A irresponsabilidade de professores, funcionários e alunos de federais
e estaduais só pode ser entendida a
partir de uma forte tradição corporativista, junto com o que o antropólogo Roberto DaMatta chama da
"ética do privilégio".
A elite e a classe média acham normal não pagar nada nas universidades, nem o estacionamento de seus
carros, mas acham absurdo que as
empregadas domésticas tenham direitos trabalhistas. A ética do privilégio não é questionada.
As caça-níqueis
Vinculo a crise financeira de várias
instituições universitárias ao crescimento das faculdades caça-níqueis.
Algumas dessas instituições são vergonhosas, de baixíssimo nível, mas
"roubam" alunos de instituições
mais sérias, como as PUCs. A entrada é muito mais fácil, e o custo é consideravelmente menor. As instituições públicas também retiram alunos pagantes das fundações e instituições privadas sem objetivo de lucro, que ficaram espremidas entre
elas e as caça-níqueis.
Porém algumas esqueceram que
são privadas e que não contam com
recursos públicos regulares e se
comportam como se fossem públicas. A cobrança, tanto dos alunos
devedores quanto dos professores
improdutivos, não é muito maior do
que nas instituições públicas. Estão
protegidos pela ética do privilégio.
No Brasil, algumas instituições pequenas apresentam uma produtividade muito maior do que as universidades públicas: na década de 80, fiz
uma comparação entre a produção
científica do Iuperj [Instituto Universitário de Pesquisas do Rio de Janeiro] -então com 22 professores- e as demais instituições das
ciências sociais no Rio de Janeiro.
A produção era maior do que a da
Universidade Federal do Rio de Janeiro, Universidade Estadual do Rio
de Janeiro, Universidade Federal
Fluminense e PUC (RJ) consideradas em conjunto. Como em alguns
departamentos os professores não
fazem pesquisas nem sabem como, a
demanda por pesquisas mudou para fundações e instituições privadas,
muitas das quais são ONGs. Essa
mudança foi ajudada pela burocracia impenetrável e pela instabilidade
das universidades.
Aulas e pesquisas
É difícil imaginar a demissão do
professor Marcelo Neves acontecendo numa universidade norte-americana. Negar ao professor licença para participar da Anpocs dificilmente
aconteceria. As universidades de
qualidade estimulam seus professores a irem a congressos relevantes e
apresentarem trabalhos.
Em geral, vários professores e alguns alunos participam dos principais congressos e todos tomam as
medidas necessárias para não prejudicar as aulas. Em contraste, nas instituições dedicadas ao ensino, como
os "colleges" menores, a participação em congressos e seminários é
muito pequena, mas não é desestimulada. Porém a participação, como observador, de eleições em outro país durante três semanas -se
for essa a duração- excede os parâmetros que conheço.

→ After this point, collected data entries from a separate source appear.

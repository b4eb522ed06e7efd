pub mod client;
mod convert;
pub mod error;
pub mod models;
mod trait_impl;

#[cfg(test)]
mod client_tests;

pub use client::{GitHubClient, DEFAULT_API_URL};
pub use error::{GitHubError, Result};
pub use models::*;

// Re-export comment-core types for convenience
pub use comment_core::{CommentError, CommentStore};
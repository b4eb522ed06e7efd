//! Triggering event context
//!
//! GitHub Actions writes the webhook payload of the triggering event to the file
//! named by `GITHUB_EVENT_PATH`. Only the discussion number is read from it.

use anyhow::{anyhow, Context, Result};
use serde::Deserialize;
use std::path::Path;

#[derive(Debug, Default, Deserialize)]
pub struct EventPayload {
    #[serde(default)]
    pub issue: Option<NumberedItem>,
    #[serde(default)]
    pub pull_request: Option<NumberedItem>,
    #[serde(default)]
    pub number: Option<u64>,
}

#[derive(Debug, Deserialize)]
pub struct NumberedItem {
    pub number: u64,
}

impl EventPayload {
    pub fn load(path: &Path) -> Result<Self> {
        let content = std::fs::read_to_string(path)
            .with_context(|| format!("Failed to read event payload: {}", path.display()))?;

        serde_json::from_str(&content)
            .with_context(|| format!("Failed to parse event payload: {}", path.display()))
    }

    /// Issue number first, then pull request, then the top-level `number`
    pub fn discussion_number(&self) -> Option<u64> {
        self.issue
            .as_ref()
            .or(self.pull_request.as_ref())
            .map(|item| item.number)
            .or(self.number)
    }
}

/// Resolve the discussion number from the event payload file
pub fn number_from_event(event_path: Option<&Path>) -> Result<u64> {
    let path = event_path.ok_or_else(|| {
        anyhow!("Pull request number not configured. Pass --number or run from a pull_request or issues event")
    })?;

    EventPayload::load(path)?.discussion_number().ok_or_else(|| {
        anyhow!(
            "Event payload {} has no issue or pull request number. Pass --number",
            path.display()
        )
    })
}
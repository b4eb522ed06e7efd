use crate::cli::ColorChoice;
use std::io::IsTerminal;

/// Whether terminal output should carry ANSI colors
pub fn should_color(choice: ColorChoice) -> bool {
    match choice {
        ColorChoice::Always => true,
        ColorChoice::Never => false,
        // NO_COLOR (https://no-color.org/) wins over a terminal; runner logs are not terminals
        ColorChoice::Auto => std::env::var_os("NO_COLOR").is_none() && std::io::stdout().is_terminal(),
    }
}

/// Apply the color choice to `colored` and return it for the log subscriber
pub fn init(choice: ColorChoice) -> bool {
    let enabled = should_color(choice);
    colored::control::set_override(enabled);
    enabled
}
use std::fmt;
use thiserror::Error;

#[derive(Error, Debug, PartialEq, Eq)]
pub enum CredentialError {
    /// The named credential was absent or blank
    #[error("{0} is not provided")]
    Missing(String),
}

/// Access token used to authenticate against the comment platform.
///
/// A `Credential` is never empty: construction fails for blank input, which lets
/// callers reject a missing token before any remote call is made.
#[derive(Clone, PartialEq, Eq)]
pub struct Credential(String);

impl Credential {
    /// Build a credential from raw input, naming `key` in the error when it is blank.
    pub fn new(key: &str, raw: Option<&str>) -> Result<Self, CredentialError> {
        match raw.map(str::trim) {
            Some(token) if !token.is_empty() => Ok(Self(token.to_string())),
            _ => Err(CredentialError::Missing(key.to_string())),
        }
    }

    pub fn expose(&self) -> &str {
        &self.0
    }
}

impl fmt::Debug for Credential {
    fn fmt(&self, f: &mut fmt::Formatter<'_>) -> fmt::Result {
        f.write_str("Credential(***)")
    }
}
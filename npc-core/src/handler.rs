//! Prompt/response handling for the AI providers.
//!
//! The `generate_*` methods return typed errors; the `process_*` methods are
//! the boundary the UI calls, turning every failure into `None` plus a
//! notification.

use crate::extract::{parse_actor_json, ExtractError};
use crate::form::Provider;
use crate::host::{Notification, Notifier};
use crate::prompt::{build_generation_prompt, GENERATION_TEMPERATURE};
use crate::settings::Settings;
use async_trait::async_trait;
use gemini::Gemini;
use serde_json::Value;
use thiserror::Error;

/// Everything that can end a generation attempt.
#[derive(Debug, Error)]
pub enum GenerationError {
    #[error("{0} API Key not set in module settings.")]
    MissingApiKey(Provider),

    #[error("{0} API error: {1}")]
    Provider(Provider, #[source] gemini::Error),

    #[error("Unexpected response structure from {0}")]
    UnexpectedResponse(Provider),

    #[error("Failed to parse JSON from {0}: {1}")]
    Parse(Provider, #[source] ExtractError),

    #[error("{0} processing is not yet implemented")]
    NotImplemented(Provider),
}

impl GenerationError {
    /// The notification the game master sees for this failure.
    pub fn notification(&self) -> Notification {
        match self {
            GenerationError::MissingApiKey(provider) => {
                Notification::error(format!("{provider} API Key not set in module settings."))
            }
            GenerationError::Provider(provider, err @ gemini::Error::Api { .. }) => {
                Notification::error(format!(
                    "{provider} API Error: {}. Check console (F12).",
                    err.provider_message()
                ))
            }
            GenerationError::Provider(provider, _) => Notification::error(format!(
                "Error communicating with {provider} API. Check console (F12)."
            )),
            GenerationError::UnexpectedResponse(provider) => Notification::error(format!(
                "Unexpected response from {provider}. Check console (F12)."
            )),
            GenerationError::Parse(provider, _) => Notification::error(format!(
                "Failed to parse JSON from {provider}. Check console (F12) for raw response and error."
            )),
            GenerationError::NotImplemented(provider) => Notification::warn(format!(
                "{provider} processing is not yet implemented in this module."
            )),
        }
    }
}

/// The network seam: something that can run a Gemini request.
#[async_trait]
pub trait ContentBackend: Send + Sync {
    async fn generate_content(
        &self,
        api_key: &str,
        request: gemini::Request,
    ) -> Result<gemini::Response, gemini::Error>;
}

/// Runs requests against the real Gemini API.
///
/// One client is built up front; each request borrows its connection pool
/// with the caller's key.
#[derive(Debug, Clone)]
pub struct GeminiBackend {
    client: Gemini,
}

impl Default for GeminiBackend {
    fn default() -> Self {
        Self {
            client: Gemini::new(""),
        }
    }
}

impl GeminiBackend {
    pub fn with_model(mut self, model: impl Into<String>) -> Self {
        self.client = self.client.with_model(model);
        self
    }

    pub fn with_base_url(mut self, base_url: impl Into<String>) -> Self {
        self.client = self.client.with_base_url(base_url);
        self
    }

    pub fn model(&self) -> &str {
        self.client.model()
    }

    pub fn base_url(&self) -> &str {
        self.client.base_url()
    }
}

#[async_trait]
impl ContentBackend for GeminiBackend {
    async fn generate_content(
        &self,
        api_key: &str,
        request: gemini::Request,
    ) -> Result<gemini::Response, gemini::Error> {
        self.client
            .clone()
            .with_api_key(api_key)
            .generate_content(request)
            .await
    }
}

/// Sends prompts to the selected provider and parses the actor JSON back.
pub struct AiHandler<B> {
    backend: B,
}

impl<B: ContentBackend> AiHandler<B> {
    pub fn new(backend: B) -> Self {
        Self { backend }
    }

    pub fn backend(&self) -> &B {
        &self.backend
    }

    /// Generate an actor document with Gemini.
    pub async fn generate_with_gemini(
        &self,
        settings: &Settings,
        user_prompt: &str,
    ) -> Result<Value, GenerationError> {
        let provider = Provider::Gemini;
        let api_key = settings
            .api_key(provider)
            .ok_or(GenerationError::MissingApiKey(provider))?;

        let request = gemini::Request::text(build_generation_prompt(user_prompt))
            .with_temperature(GENERATION_TEMPERATURE);

        let response = self
            .backend
            .generate_content(api_key, request)
            .await
            .map_err(|e| GenerationError::Provider(provider, e))?;

        let Some(text) = response.text().filter(|text| !text.trim().is_empty()) else {
            tracing::error!(?response, "unexpected Gemini response structure");
            return Err(GenerationError::UnexpectedResponse(provider));
        };

        let actor = parse_actor_json(text).map_err(|e| GenerationError::Parse(provider, e))?;
        tracing::debug!(%actor, "parsed actor JSON");
        Ok(actor)
    }

    /// OpenAI generation is not wired up; this only checks the key.
    pub async fn generate_with_openai(
        &self,
        settings: &Settings,
        _user_prompt: &str,
    ) -> Result<Value, GenerationError> {
        let provider = Provider::OpenAi;
        settings
            .api_key(provider)
            .ok_or(GenerationError::MissingApiKey(provider))?;
        Err(GenerationError::NotImplemented(provider))
    }

    /// Generate with whichever provider was selected.
    pub async fn generate(
        &self,
        provider: Provider,
        settings: &Settings,
        user_prompt: &str,
    ) -> Result<Value, GenerationError> {
        match provider {
            Provider::Gemini => self.generate_with_gemini(settings, user_prompt).await,
            Provider::OpenAi => self.generate_with_openai(settings, user_prompt).await,
        }
    }

    pub async fn process_with_gemini(
        &self,
        settings: &Settings,
        user_prompt: &str,
        notifier: &dyn Notifier,
    ) -> Option<Value> {
        report(self.generate_with_gemini(settings, user_prompt).await, notifier)
    }

    pub async fn process_with_openai(
        &self,
        settings: &Settings,
        user_prompt: &str,
        notifier: &dyn Notifier,
    ) -> Option<Value> {
        report(self.generate_with_openai(settings, user_prompt).await, notifier)
    }

    /// Boundary entry point: never fails, reports problems instead.
    pub async fn process(
        &self,
        provider: Provider,
        settings: &Settings,
        user_prompt: &str,
        notifier: &dyn Notifier,
    ) -> Option<Value> {
        report(self.generate(provider, settings, user_prompt).await, notifier)
    }
}

fn report(result: Result<Value, GenerationError>, notifier: &dyn Notifier) -> Option<Value> {
    match result {
        Ok(actor) => Some(actor),
        Err(err) => {
            match &err {
                GenerationError::Parse(_, extract) => {
                    tracing::error!(error = %err, raw = %extract.raw(), "could not parse model output");
                }
                GenerationError::NotImplemented(_) => tracing::warn!("{err}"),
                _ => tracing::error!(error = %err, "generation failed"),
            }
            notifier.notify(err.notification());
            None
        }
    }
}
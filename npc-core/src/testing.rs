//! Test doubles for the generation pipeline.
//!
//! This module provides tools for testing without a network or a host:
//! - `ScriptedBackend` returns canned Gemini responses and records requests
//! - `RecordingNotifier` captures notifications
//! - `MemoryActorStore` keeps created actors in memory
//! - `StaticForm` supplies fixed form values and remembers being closed

use crate::actor::{random_id, ActorData, ID_LENGTH};
use crate::form::{GenerationForm, MonsterRequest};
use crate::handler::ContentBackend;
use crate::host::{check_actor, ActorStore, CreatedActor, Notification, Notifier, StoreError};
use async_trait::async_trait;
use std::sync::Mutex;

/// A request the scripted backend received.
#[derive(Debug, Clone)]
pub struct SentRequest {
    pub api_key: String,
    pub request: gemini::Request,
}

/// A backend that replays scripted outcomes in order.
///
/// Once the script runs out, the last outcome repeats.
pub struct ScriptedBackend {
    outcomes: Vec<Result<gemini::Response, gemini::Error>>,
    sent: Mutex<Vec<SentRequest>>,
}

impl ScriptedBackend {
    pub fn new(outcomes: Vec<Result<gemini::Response, gemini::Error>>) -> Self {
        Self {
            outcomes,
            sent: Mutex::new(Vec::new()),
        }
    }

    /// Always answer with this model text.
    pub fn text(text: impl Into<String>) -> Self {
        Self::response(gemini::Response::from_text(text))
    }

    /// Always answer with this raw response.
    pub fn response(response: gemini::Response) -> Self {
        Self::new(vec![Ok(response)])
    }

    /// Always fail with this error.
    pub fn failing(error: gemini::Error) -> Self {
        Self::new(vec![Err(error)])
    }

    /// Number of requests received.
    pub fn calls(&self) -> usize {
        self.sent.lock().map(|sent| sent.len()).unwrap_or_default()
    }

    pub fn last_request(&self) -> Option<SentRequest> {
        self.sent.lock().ok()?.last().cloned()
    }
}

#[async_trait]
impl ContentBackend for ScriptedBackend {
    async fn generate_content(
        &self,
        api_key: &str,
        request: gemini::Request,
    ) -> Result<gemini::Response, gemini::Error> {
        let index = {
            let mut sent = self
                .sent
                .lock()
                .map_err(|_| gemini::Error::Config("scripted backend poisoned".to_string()))?;
            sent.push(SentRequest {
                api_key: api_key.to_string(),
                request,
            });
            sent.len() - 1
        };

        match self.outcomes.get(index).or_else(|| self.outcomes.last()) {
            Some(outcome) => outcome.clone(),
            None => Err(gemini::Error::Network("no scripted response".to_string())),
        }
    }
}

/// Captures notifications for later assertions.
#[derive(Debug, Default)]
pub struct RecordingNotifier {
    notifications: Mutex<Vec<Notification>>,
}

impl RecordingNotifier {
    pub fn new() -> Self {
        Self::default()
    }

    pub fn notifications(&self) -> Vec<Notification> {
        self.notifications
            .lock()
            .map(|n| n.clone())
            .unwrap_or_default()
    }

    /// Just the message texts, in order.
    pub fn messages(&self) -> Vec<String> {
        self.notifications()
            .into_iter()
            .map(|n| n.message)
            .collect()
    }
}

impl Notifier for RecordingNotifier {
    fn notify(&self, notification: Notification) {
        if let Ok(mut notifications) = self.notifications.lock() {
            notifications.push(notification);
        }
    }
}

/// Keeps created actors in memory, or rejects everything when told to.
#[derive(Debug, Default)]
pub struct MemoryActorStore {
    actors: Mutex<Vec<ActorData>>,
    reject_with: Option<String>,
}

impl MemoryActorStore {
    pub fn new() -> Self {
        Self::default()
    }

    /// A store that refuses every actor with this reason.
    pub fn rejecting(reason: impl Into<String>) -> Self {
        Self {
            actors: Mutex::new(Vec::new()),
            reject_with: Some(reason.into()),
        }
    }

    pub fn actors(&self) -> Vec<ActorData> {
        self.actors.lock().map(|a| a.clone()).unwrap_or_default()
    }
}

#[async_trait]
impl ActorStore for MemoryActorStore {
    async fn create_actor(&self, actor: &ActorData) -> Result<CreatedActor, StoreError> {
        if let Some(reason) = &self.reject_with {
            return Err(StoreError::Rejected(reason.clone()));
        }
        check_actor(actor)?;

        let mut actors = self
            .actors
            .lock()
            .map_err(|_| StoreError::Rejected("store poisoned".to_string()))?;
        actors.push(actor.clone());

        Ok(CreatedActor {
            id: random_id(ID_LENGTH),
            name: actor.name.clone(),
            path: None,
        })
    }
}

/// A form with fixed values.
#[derive(Debug, Clone, Default)]
pub struct StaticForm {
    pub request: MonsterRequest,
    pub closed: bool,
}

impl StaticForm {
    pub fn new(request: MonsterRequest) -> Self {
        Self {
            request,
            closed: false,
        }
    }
}

impl GenerationForm for StaticForm {
    fn values(&self) -> MonsterRequest {
        self.request.clone()
    }

    fn close(&mut self) {
        self.closed = true;
    }
}
//! Seams to the host application: user notifications and actor creation.

use crate::actor::{random_id, ActorData, ID_LENGTH};
use async_trait::async_trait;
use serde_json::Value;
use std::fmt;
use std::path::{Path, PathBuf};
use thiserror::Error;
use tokio::fs;

// ============================================================================
// Notifications
// ============================================================================

/// Severity of a user-facing notification.
#[derive(Debug, Clone, Copy, PartialEq, Eq)]
pub enum NotificationLevel {
    Info,
    Warn,
    Error,
}

/// A message shown to the game master.
#[derive(Debug, Clone, PartialEq, Eq)]
pub struct Notification {
    pub level: NotificationLevel,
    pub message: String,
}

impl Notification {
    pub fn info(message: impl Into<String>) -> Self {
        Self {
            level: NotificationLevel::Info,
            message: message.into(),
        }
    }

    pub fn warn(message: impl Into<String>) -> Self {
        Self {
            level: NotificationLevel::Warn,
            message: message.into(),
        }
    }

    pub fn error(message: impl Into<String>) -> Self {
        Self {
            level: NotificationLevel::Error,
            message: message.into(),
        }
    }
}

impl fmt::Display for Notification {
    fn fmt(&self, f: &mut fmt::Formatter<'_>) -> fmt::Result {
        let tag = match self.level {
            NotificationLevel::Info => "info",
            NotificationLevel::Warn => "warning",
            NotificationLevel::Error => "error",
        };
        write!(f, "[{tag}] {}", self.message)
    }
}

/// Where user-facing notifications go.
pub trait Notifier: Send + Sync {
    fn notify(&self, notification: Notification);
}

/// Sends notifications to the log.
#[derive(Debug, Clone, Copy, Default)]
pub struct TracingNotifier;

impl Notifier for TracingNotifier {
    fn notify(&self, notification: Notification) {
        match notification.level {
            NotificationLevel::Info => tracing::info!("{}", notification.message),
            NotificationLevel::Warn => tracing::warn!("{}", notification.message),
            NotificationLevel::Error => tracing::error!("{}", notification.message),
        }
    }
}

// ============================================================================
// Actor creation
// ============================================================================

/// Errors from the host's entity-creation facility.
#[derive(Debug, Error)]
pub enum StoreError {
    #[error("actor rejected: {0}")]
    Rejected(String),

    #[error("IO error: {0}")]
    Io(#[from] std::io::Error),

    #[error("JSON error: {0}")]
    Json(#[from] serde_json::Error),
}

/// An actor the host accepted.
#[derive(Debug, Clone, PartialEq, Eq)]
pub struct CreatedActor {
    pub id: String,
    pub name: String,
    /// Where the host keeps it, when it lives on disk.
    pub path: Option<PathBuf>,
}

/// The host's entity-creation facility.
#[async_trait]
pub trait ActorStore: Send + Sync {
    async fn create_actor(&self, actor: &ActorData) -> Result<CreatedActor, StoreError>;
}

/// Checks every store applies before accepting a document.
pub fn check_actor(actor: &ActorData) -> Result<(), StoreError> {
    if actor.name.trim().is_empty() {
        return Err(StoreError::Rejected("actor name is empty".to_string()));
    }
    if let Some(index) = actor.items.iter().position(|item| !item.is_object()) {
        return Err(StoreError::Rejected(format!(
            "item {index} is not an object"
        )));
    }
    Ok(())
}

/// Stores actors as JSON documents in a directory.
#[derive(Debug, Clone)]
pub struct DirectoryActorStore {
    dir: PathBuf,
}

impl DirectoryActorStore {
    pub fn new(dir: impl Into<PathBuf>) -> Self {
        Self { dir: dir.into() }
    }

    pub fn dir(&self) -> &Path {
        &self.dir
    }

    /// File an actor with this name and id is written to.
    pub fn path_for(&self, name: &str, id: &str) -> PathBuf {
        let sanitized = name
            .chars()
            .map(|c| if c.is_alphanumeric() { c } else { '_' })
            .collect::<String>();
        self.dir.join(format!("{sanitized}_{id}.json"))
    }
}

#[async_trait]
impl ActorStore for DirectoryActorStore {
    async fn create_actor(&self, actor: &ActorData) -> Result<CreatedActor, StoreError> {
        check_actor(actor)?;

        let id = random_id(ID_LENGTH);
        let mut document = actor.to_value();
        if let Value::Object(fields) = &mut document {
            fields.insert("_id".to_string(), Value::String(id.clone()));
        }

        fs::create_dir_all(&self.dir).await?;
        let path = self.path_for(&actor.name, &id);
        fs::write(&path, serde_json::to_string_pretty(&document)?).await?;
        tracing::debug!(path = %path.display(), "actor written");

        Ok(CreatedActor {
            id,
            name: actor.name.clone(),
            path: Some(path),
        })
    }
}
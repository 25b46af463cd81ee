//! World-scoped module settings.
//!
//! Holds the provider API keys. The settings are an explicit value handed to
//! the handler rather than ambient global state, so tests can build one
//! inline.

use crate::form::Provider;
use serde::{Deserialize, Serialize};
use std::fmt;
use std::path::{Path, PathBuf};
use thiserror::Error;
use tokio::fs;

/// File name of the settings document inside a world directory.
pub const SETTINGS_FILE: &str = "settings.json";

/// Errors from settings persistence.
#[derive(Debug, Error)]
pub enum SettingsError {
    #[error("IO error: {0}")]
    Io(#[from] std::io::Error),

    #[error("JSON error: {0}")]
    Json(#[from] serde_json::Error),
}

/// Provider credentials for one world.
#[derive(Clone, Default, PartialEq, Eq, Serialize, Deserialize)]
#[serde(rename_all = "camelCase")]
pub struct Settings {
    #[serde(default)]
    pub gemini_api_key: String,

    #[serde(default)]
    pub open_ai_api_key: String,
}

/// A partial write from the settings menu. `None` leaves a key untouched.
#[derive(Debug, Clone, Default)]
pub struct SettingsUpdate {
    pub gemini_api_key: Option<String>,
    pub open_ai_api_key: Option<String>,
}

impl Settings {
    pub fn new(gemini_api_key: impl Into<String>, open_ai_api_key: impl Into<String>) -> Self {
        Self {
            gemini_api_key: gemini_api_key.into(),
            open_ai_api_key: open_ai_api_key.into(),
        }
    }

    /// Settings path for a world directory.
    pub fn path_in(world_dir: impl AsRef<Path>) -> PathBuf {
        world_dir.as_ref().join(SETTINGS_FILE)
    }

    /// Load settings, returning defaults if the file does not exist yet.
    pub async fn load(path: impl AsRef<Path>) -> Result<Self, SettingsError> {
        let path = path.as_ref();
        match fs::read_to_string(path).await {
            Ok(content) => Ok(serde_json::from_str(&content)?),
            Err(e) if e.kind() == std::io::ErrorKind::NotFound => {
                tracing::debug!(path = %path.display(), "no settings file, using defaults");
                Ok(Self::default())
            }
            Err(e) => Err(e.into()),
        }
    }

    /// Save settings as pretty JSON, creating the parent directory.
    pub async fn save(&self, path: impl AsRef<Path>) -> Result<(), SettingsError> {
        let path = path.as_ref();
        if let Some(parent) = path.parent().filter(|p| !p.as_os_str().is_empty()) {
            fs::create_dir_all(parent).await?;
        }
        let content = serde_json::to_string_pretty(self)?;
        fs::write(path, content).await?;
        Ok(())
    }

    /// Overlay `GEMINI_API_KEY` / `OPENAI_API_KEY` from the environment.
    pub fn with_env_overrides(mut self) -> Self {
        if let Some(key) = non_empty_env("GEMINI_API_KEY") {
            self.gemini_api_key = key;
        }
        if let Some(key) = non_empty_env("OPENAI_API_KEY") {
            self.open_ai_api_key = key;
        }
        self
    }

    /// Apply a settings-menu submission. Returns true if anything changed.
    pub fn update(&mut self, update: SettingsUpdate) -> bool {
        let before = self.clone();
        if let Some(key) = update.gemini_api_key {
            tracing::info!("Gemini API key changed");
            self.gemini_api_key = key;
        }
        if let Some(key) = update.open_ai_api_key {
            tracing::info!("OpenAI API key changed");
            self.open_ai_api_key = key;
        }
        *self != before
    }

    /// The configured key for a provider, if any.
    pub fn api_key(&self, provider: Provider) -> Option<&str> {
        let key = match provider {
            Provider::Gemini => &self.gemini_api_key,
            Provider::OpenAi => &self.open_ai_api_key,
        };
        let key = key.trim();
        (!key.is_empty()).then_some(key)
    }
}

impl fmt::Debug for Settings {
    fn fmt(&self, f: &mut fmt::Formatter<'_>) -> fmt::Result {
        f.debug_struct("Settings")
            .field("gemini_api_key", &redact(&self.gemini_api_key))
            .field("open_ai_api_key", &redact(&self.open_ai_api_key))
            .finish()
    }
}

/// Show that a key is set without revealing it.
pub fn redact(key: &str) -> String {
    let key = key.trim();
    if key.is_empty() {
        "<not set>".to_string()
    } else if key.chars().count() <= 8 {
        "****".to_string()
    } else {
        let tail: String = key.chars().skip(key.chars().count() - 4).collect();
        format!("****{tail}")
    }
}

fn non_empty_env(name: &str) -> Option<String> {
    std::env::var(name).ok().filter(|v| !v.trim().is_empty())
}

#[cfg(test)]
mod tests {
    use super::*;

    #[test]
    fn test_api_key_blank_is_none() {
        let settings = Settings::new("  ", "");
        assert_eq!(settings.api_key(Provider::Gemini), None);
        assert_eq!(settings.api_key(Provider::OpenAi), None);

        let settings = Settings::new(" abc ", "def");
        assert_eq!(settings.api_key(Provider::Gemini), Some("abc"));
        assert_eq!(settings.api_key(Provider::OpenAi), Some("def"));
    }

    #[test]
    fn test_update_only_touches_submitted_fields() {
        let mut settings = Settings::new("gem", "oai");
        let changed = settings.update(SettingsUpdate {
            gemini_api_key: Some("new-gem".to_string()),
            open_ai_api_key: None,
        });
        assert!(changed);
        assert_eq!(settings.gemini_api_key, "new-gem");
        assert_eq!(settings.open_ai_api_key, "oai");

        assert!(!settings.update(SettingsUpdate::default()));
    }

    #[test]
    fn test_debug_redacts_keys() {
        let settings = Settings::new("AIzaSyVerySecretKey1234", "");
        let shown = format!("{settings:?}");
        assert!(!shown.contains("VerySecret"));
        assert!(shown.contains("****1234"));
        assert!(shown.contains("<not set>"));
    }

    #[test]
    fn test_env_overrides_only_non_empty_keys() {
        std::env::set_var("GEMINI_API_KEY", "env-gem");
        std::env::set_var("OPENAI_API_KEY", "   ");

        let settings = Settings::new("file-gem", "file-oai").with_env_overrides();

        std::env::remove_var("GEMINI_API_KEY");
        std::env::remove_var("OPENAI_API_KEY");

        assert_eq!(settings, Settings::new("env-gem", "file-oai"));
    }

    #[tokio::test]
    async fn test_load_missing_file_gives_defaults() {
        let dir = tempfile::tempdir().unwrap();
        let settings = Settings::load(Settings::path_in(dir.path())).await.unwrap();
        assert_eq!(settings, Settings::default());
    }

    #[tokio::test]
    async fn test_save_and_load() {
        let dir = tempfile::tempdir().unwrap();
        let path = Settings::path_in(dir.path().join("world"));
        let settings = Settings::new("gem-key", "");
        settings.save(&path).await.unwrap();

        let raw = std::fs::read_to_string(&path).unwrap();
        assert!(raw.contains("\"geminiApiKey\""));

        let loaded = Settings::load(&path).await.unwrap();
        assert_eq!(loaded, settings);
    }
}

Muitos colegas participaram, como observadores, das difíceis eleições na América Central, após guerras civis. Vi e participei de eventos
semelhantes, mas de duração muito
menor, além do que os participantes
tinham muito tempo de casa. Ou seja, a participação em eventos é corriqueira, dependendo do caráter da
instituição, da duração da licença e
da antigüidade do docente.
A existência de uma lista internacional de protesto contra a demissão
também seria inusitada em instituições americanas, exceto em questões relacionadas a perseguições políticas. As demissões são vistas como uma questão interna das instituições. As demissões de professores, raras no Brasil e raríssimas nas
federais e estaduais brasileiras, são
freqüentes nos EUA, onde os professores iniciantes só adquirem estabilidade após quatro a seis anos de
casa. A maioria não a adquire.
Não obstante decisões desse tipo
são tomadas em coletivos com a
participação de professores de mais
graduação.
Tratamos de instituições, países e
culturas diferentes, sendo equivocado comparar as universidades fora
de contexto. Não é tão simples.
Gláucio Ary Dillon Soares é doutor em sociologia pela Universidade de Washington e
professor aposentado da Universidade da
Flórida (EUA). É autor de "A Democracia Interrompida" (FGV), entre outros livros.